Source data START
use std::fmt;
use std::sync::atomic::{AtomicBool, Ordering};
use std::sync::Arc;
use tokio_util::task::task_tracker::TaskTrackerToken;

/// A delivery handed over to the application, ready for processing.
///
/// Every envelope must be completed exactly once, with [`Envelope::complete`] (or
/// [`Envelope::done`]), when the application is finished with it. Until then it counts as
/// in flight: [`Consumer::close`](crate::consumers::Consumer::close) waits for every
/// emitted envelope to be completed before releasing the channel.
///
/// Completing with an error does not stop the consumer, but it marks the channel the
/// delivery came from for a rebuild at the next heartbeat: a failing downstream handler
/// often goes hand in hand with a broken channel.
pub struct Envelope<D> {
    delivery: D,
    host: Arc<str>,
    queue: Arc<str>,
    completion: Completion,
}

/// The bookkeeping released when an envelope is completed.
pub(crate) struct Completion {
    /// Raised on an application-reported error; shared by every envelope of a generation.
    rebuild_channel: Arc<AtomicBool>,
    in_flight: Option<TaskTrackerToken>,
    queue: Arc<str>,
}

impl Completion {
    pub(crate) fn new(
        rebuild_channel: Arc<AtomicBool>,
        in_flight: TaskTrackerToken,
        queue: Arc<str>,
    ) -> Self {
        Self {
            rebuild_channel,
            in_flight: Some(in_flight),
            queue,
        }
    }

    fn settle<E: fmt::Display>(mut self, outcome: Result<(), E>) {
        if let Err(e) = outcome {
            tracing::error!(
                queue = %self.queue,
                error = %e,
                "Failed to process a RabbitMQ delivery"
            );
            self.rebuild_channel.store(true, Ordering::Release);
        }
        self.in_flight.take();
    }
}

impl Drop for Completion {
    fn drop(&mut self) {
        if self.in_flight.take().is_some() {
            tracing::warn!(
                queue = %self.queue,
                "A RabbitMQ delivery was dropped without being completed"
            );
        }
    }
}

impl<D> Envelope<D> {
    pub(crate) fn new(
        delivery: D,
        host: Arc<str>,
        queue: Arc<str>,
        completion: Completion,
    ) -> Self {
        Self {
            delivery,
            host,
            queue,
            completion,
        }
    }

    /// The message as received from the broker.
    pub fn delivery(&self) -> &D {
        &self.delivery
    }

    /// The host of the broker the message was received from.
    pub fn host(&self) -> &str {
        &self.host
    }

    /// The queue the message was consumed from.
    pub fn queue(&self) -> &str {
        &self.queue
    }

    /// Report the outcome of processing and release the envelope.
    pub fn complete<E: fmt::Display>(self, outcome: Result<(), E>) {
        self.completion.settle(outcome);
    }

    /// Shorthand for completing with success.
    pub fn done(self) {
        self.complete(Ok::<(), std::convert::Infallible>(()))
    }

    /// Complete with success and keep the delivery, e.g. to acknowledge it with the broker
    /// after processing.
    pub fn into_delivery(self) -> D {
        let Self {
            delivery,
            completion,
            ..
        } = self;
        completion.settle(Ok::<(), std::convert::Infallible>(()));
        delivery
    }
}

impl<D: fmt::Debug> fmt::Debug for Envelope<D> {
    fn fmt(&self, f: &mut fmt::Formatter<'_>) -> fmt::Result {
        f.debug_struct("Envelope")
            .field("delivery", &self.delivery)
            .field("host", &self.host)
            .field("queue", &self.queue)
            .finish()
    }
}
Source data END
| Task description |
What you give back should be exactly the lines of the data above from the line with "waits for every" through the line with "fn settle<E: fmt::Display>(mut", both of those included, and nothing more.

| Result of this exercise |
/// in flight: [`Consumer::close`](crate::consumers::Consumer::close) waits for every
/// emitted envelope to be completed before releasing the channel.
///
/// Completing with an error does not stop the consumer, but it marks the channel the
/// delivery came from for a rebuild at the next heartbeat: a failing downstream handler
/// often goes hand in hand with a broken channel.
pub struct Envelope<D> {
    delivery: D,
    host: Arc<str>,
    queue: Arc<str>,
    completion: Completion,
}

/// The bookkeeping released when an envelope is completed.
pub(crate) struct Completion {
    /// Raised on an application-reported error; shared by every envelope of a generation.
    rebuild_channel: Arc<AtomicBool>,
    in_flight: Option<TaskTrackerToken>,
    queue: Arc<str>,
}

impl Completion {
    pub(crate) fn new(
        rebuild_channel: Arc<AtomicBool>,
        in_flight: TaskTrackerToken,
        queue: Arc<str>,
    ) -> Self {
        Self {
            rebuild_channel,
            in_flight: Some(in_flight),
            queue,
        }
    }

    fn settle<E: fmt::Display>(mut self, outcome: Result<(), E>) {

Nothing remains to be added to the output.